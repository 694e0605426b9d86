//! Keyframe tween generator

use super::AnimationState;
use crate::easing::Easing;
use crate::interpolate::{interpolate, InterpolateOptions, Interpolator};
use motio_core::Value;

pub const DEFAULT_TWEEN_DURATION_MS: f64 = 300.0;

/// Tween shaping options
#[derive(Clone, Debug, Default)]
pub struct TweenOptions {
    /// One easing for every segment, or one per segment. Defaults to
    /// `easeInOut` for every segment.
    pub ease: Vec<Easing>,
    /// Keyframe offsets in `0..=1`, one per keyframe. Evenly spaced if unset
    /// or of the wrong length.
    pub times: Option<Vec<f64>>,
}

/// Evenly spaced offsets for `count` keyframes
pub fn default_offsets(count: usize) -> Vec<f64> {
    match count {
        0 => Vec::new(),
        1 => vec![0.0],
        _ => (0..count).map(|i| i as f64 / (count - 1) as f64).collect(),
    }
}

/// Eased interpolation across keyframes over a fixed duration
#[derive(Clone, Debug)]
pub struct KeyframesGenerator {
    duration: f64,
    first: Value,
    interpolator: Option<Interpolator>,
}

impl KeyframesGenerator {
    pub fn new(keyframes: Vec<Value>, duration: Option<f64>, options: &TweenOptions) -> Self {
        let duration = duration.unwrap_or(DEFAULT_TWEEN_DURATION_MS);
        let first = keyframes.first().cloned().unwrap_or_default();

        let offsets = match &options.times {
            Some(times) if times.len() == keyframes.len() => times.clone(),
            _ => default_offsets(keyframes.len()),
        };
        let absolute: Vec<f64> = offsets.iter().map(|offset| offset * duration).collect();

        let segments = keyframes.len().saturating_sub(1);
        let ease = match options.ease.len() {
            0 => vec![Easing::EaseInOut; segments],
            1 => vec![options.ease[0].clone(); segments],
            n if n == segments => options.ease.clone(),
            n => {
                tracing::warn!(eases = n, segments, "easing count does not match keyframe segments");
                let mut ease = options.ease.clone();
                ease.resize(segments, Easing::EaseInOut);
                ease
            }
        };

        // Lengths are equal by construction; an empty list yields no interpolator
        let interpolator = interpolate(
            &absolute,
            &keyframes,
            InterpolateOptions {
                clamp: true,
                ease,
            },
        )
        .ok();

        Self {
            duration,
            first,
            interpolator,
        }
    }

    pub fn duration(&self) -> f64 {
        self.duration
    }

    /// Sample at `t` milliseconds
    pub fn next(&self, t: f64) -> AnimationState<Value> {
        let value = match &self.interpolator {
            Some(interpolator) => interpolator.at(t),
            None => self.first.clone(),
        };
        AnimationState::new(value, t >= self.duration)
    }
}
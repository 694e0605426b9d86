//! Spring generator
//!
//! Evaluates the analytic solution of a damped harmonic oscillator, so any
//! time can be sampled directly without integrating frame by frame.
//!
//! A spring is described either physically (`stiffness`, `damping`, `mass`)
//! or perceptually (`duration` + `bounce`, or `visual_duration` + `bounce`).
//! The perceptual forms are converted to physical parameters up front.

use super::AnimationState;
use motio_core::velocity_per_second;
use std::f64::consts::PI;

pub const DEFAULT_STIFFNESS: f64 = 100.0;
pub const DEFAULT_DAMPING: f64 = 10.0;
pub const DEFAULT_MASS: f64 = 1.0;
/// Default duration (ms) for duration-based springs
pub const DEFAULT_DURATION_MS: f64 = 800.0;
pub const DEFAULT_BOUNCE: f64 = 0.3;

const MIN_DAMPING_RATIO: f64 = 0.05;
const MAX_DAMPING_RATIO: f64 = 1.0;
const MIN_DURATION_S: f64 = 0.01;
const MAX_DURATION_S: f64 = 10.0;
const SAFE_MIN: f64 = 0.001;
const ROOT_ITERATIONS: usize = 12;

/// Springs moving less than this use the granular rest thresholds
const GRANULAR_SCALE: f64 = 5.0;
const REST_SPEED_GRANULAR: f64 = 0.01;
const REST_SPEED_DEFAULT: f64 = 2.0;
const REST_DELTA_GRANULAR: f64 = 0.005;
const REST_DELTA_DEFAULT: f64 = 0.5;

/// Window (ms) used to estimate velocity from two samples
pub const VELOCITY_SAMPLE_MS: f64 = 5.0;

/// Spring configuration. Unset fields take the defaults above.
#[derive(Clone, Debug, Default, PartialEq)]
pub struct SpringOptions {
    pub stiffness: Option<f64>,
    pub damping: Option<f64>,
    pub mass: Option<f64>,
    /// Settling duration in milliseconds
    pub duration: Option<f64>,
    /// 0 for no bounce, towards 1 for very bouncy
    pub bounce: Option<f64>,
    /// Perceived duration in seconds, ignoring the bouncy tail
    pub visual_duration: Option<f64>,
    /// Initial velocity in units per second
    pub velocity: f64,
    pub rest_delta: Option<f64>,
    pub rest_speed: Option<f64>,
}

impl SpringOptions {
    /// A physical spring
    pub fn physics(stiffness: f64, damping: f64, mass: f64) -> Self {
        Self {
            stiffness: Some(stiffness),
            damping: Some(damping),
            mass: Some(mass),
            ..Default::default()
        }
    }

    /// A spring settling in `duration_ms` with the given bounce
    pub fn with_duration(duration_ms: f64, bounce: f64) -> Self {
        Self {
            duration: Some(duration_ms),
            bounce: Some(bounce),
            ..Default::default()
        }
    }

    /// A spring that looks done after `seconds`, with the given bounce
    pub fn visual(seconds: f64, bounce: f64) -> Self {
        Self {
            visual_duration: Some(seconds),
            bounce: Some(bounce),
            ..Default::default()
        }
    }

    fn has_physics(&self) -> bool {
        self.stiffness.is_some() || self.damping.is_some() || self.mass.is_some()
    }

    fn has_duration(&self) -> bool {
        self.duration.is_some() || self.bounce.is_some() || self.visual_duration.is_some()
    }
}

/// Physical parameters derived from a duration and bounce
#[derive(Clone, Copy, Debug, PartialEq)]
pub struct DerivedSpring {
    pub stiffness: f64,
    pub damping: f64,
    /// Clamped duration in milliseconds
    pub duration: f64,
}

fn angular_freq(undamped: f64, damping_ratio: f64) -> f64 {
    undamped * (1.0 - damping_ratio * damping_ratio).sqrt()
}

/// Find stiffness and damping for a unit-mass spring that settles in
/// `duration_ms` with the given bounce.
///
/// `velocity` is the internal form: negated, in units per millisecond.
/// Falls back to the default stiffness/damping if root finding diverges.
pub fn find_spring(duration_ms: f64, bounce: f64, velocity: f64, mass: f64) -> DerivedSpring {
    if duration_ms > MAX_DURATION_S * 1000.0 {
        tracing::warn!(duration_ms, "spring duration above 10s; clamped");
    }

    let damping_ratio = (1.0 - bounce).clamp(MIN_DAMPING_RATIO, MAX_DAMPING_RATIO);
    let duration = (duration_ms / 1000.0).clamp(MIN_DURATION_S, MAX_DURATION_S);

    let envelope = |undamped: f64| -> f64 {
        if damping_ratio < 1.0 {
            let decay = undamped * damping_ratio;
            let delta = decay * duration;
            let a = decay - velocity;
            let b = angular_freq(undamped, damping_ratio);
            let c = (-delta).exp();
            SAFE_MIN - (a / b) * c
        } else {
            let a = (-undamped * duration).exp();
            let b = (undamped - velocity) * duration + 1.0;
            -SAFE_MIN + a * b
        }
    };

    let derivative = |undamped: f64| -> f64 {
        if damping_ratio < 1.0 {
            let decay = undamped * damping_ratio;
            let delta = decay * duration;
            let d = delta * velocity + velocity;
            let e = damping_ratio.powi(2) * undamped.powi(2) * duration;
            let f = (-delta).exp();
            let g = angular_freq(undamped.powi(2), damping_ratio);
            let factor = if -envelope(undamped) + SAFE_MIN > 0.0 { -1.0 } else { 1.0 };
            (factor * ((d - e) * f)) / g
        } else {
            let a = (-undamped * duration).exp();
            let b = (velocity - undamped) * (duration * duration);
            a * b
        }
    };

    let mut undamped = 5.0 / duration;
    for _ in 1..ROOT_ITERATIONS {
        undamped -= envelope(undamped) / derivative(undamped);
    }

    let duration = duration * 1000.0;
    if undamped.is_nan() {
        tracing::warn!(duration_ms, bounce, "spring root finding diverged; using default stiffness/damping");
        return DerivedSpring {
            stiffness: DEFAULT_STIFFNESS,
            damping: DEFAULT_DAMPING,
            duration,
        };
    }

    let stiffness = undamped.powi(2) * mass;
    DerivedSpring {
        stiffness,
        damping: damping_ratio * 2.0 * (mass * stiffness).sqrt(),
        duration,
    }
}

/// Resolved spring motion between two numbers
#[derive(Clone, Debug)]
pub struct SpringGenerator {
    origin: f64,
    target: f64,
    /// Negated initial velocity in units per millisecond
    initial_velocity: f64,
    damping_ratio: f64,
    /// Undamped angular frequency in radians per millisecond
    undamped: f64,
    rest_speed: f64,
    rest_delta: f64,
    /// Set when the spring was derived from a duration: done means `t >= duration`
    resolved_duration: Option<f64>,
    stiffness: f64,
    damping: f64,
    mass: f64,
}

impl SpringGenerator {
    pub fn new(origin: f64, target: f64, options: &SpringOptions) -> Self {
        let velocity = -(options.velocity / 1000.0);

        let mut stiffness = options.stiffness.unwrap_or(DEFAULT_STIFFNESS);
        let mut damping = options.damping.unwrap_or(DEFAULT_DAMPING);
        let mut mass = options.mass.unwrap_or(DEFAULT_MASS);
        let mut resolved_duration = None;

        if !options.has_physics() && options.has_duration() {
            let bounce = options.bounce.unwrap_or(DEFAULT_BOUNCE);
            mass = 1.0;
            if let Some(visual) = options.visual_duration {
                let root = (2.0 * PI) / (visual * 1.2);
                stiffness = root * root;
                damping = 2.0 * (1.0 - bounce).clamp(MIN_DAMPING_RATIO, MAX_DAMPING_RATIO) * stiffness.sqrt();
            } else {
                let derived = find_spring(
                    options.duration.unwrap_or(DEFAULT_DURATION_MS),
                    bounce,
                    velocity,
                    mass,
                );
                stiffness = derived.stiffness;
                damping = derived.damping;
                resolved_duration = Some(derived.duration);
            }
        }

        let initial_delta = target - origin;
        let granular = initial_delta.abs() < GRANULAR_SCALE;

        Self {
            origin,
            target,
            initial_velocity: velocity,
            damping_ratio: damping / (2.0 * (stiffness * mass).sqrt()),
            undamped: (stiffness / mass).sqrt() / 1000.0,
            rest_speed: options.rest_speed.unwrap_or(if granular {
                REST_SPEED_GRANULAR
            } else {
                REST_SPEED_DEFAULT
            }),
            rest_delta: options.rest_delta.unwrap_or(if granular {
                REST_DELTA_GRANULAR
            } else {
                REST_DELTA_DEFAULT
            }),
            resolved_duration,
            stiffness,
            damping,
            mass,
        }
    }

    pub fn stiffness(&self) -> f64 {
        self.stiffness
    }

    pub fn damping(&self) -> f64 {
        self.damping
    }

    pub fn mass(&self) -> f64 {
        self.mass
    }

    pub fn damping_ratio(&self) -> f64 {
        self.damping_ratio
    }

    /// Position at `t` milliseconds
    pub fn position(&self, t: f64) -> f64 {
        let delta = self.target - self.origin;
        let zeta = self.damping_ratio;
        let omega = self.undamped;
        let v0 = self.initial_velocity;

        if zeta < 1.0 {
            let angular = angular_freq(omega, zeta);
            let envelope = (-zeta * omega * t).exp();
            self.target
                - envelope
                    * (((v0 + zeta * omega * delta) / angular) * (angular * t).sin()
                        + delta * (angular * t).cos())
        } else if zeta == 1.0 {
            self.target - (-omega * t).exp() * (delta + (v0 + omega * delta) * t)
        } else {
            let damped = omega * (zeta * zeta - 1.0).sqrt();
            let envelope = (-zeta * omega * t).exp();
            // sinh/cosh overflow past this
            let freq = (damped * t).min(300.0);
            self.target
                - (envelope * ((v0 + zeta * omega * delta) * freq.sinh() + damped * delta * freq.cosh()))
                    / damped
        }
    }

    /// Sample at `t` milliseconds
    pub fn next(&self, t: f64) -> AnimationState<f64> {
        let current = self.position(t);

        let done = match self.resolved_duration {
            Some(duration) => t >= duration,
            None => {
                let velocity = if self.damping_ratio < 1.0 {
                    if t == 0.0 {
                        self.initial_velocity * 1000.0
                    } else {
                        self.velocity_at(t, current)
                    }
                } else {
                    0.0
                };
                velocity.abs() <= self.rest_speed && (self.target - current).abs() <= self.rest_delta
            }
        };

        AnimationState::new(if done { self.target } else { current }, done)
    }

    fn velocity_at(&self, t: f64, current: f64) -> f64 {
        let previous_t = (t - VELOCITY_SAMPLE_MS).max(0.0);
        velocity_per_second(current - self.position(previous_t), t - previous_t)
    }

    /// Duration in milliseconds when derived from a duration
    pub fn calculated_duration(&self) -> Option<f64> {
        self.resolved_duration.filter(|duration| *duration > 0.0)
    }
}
______
Search the material for the word "sinh" and copy every matching line.

            // sinh/cosh overflow past this
                - (envelope * ((v0 + zeta * omega * delta) * freq.sinh() + damped * delta * freq.cosh()))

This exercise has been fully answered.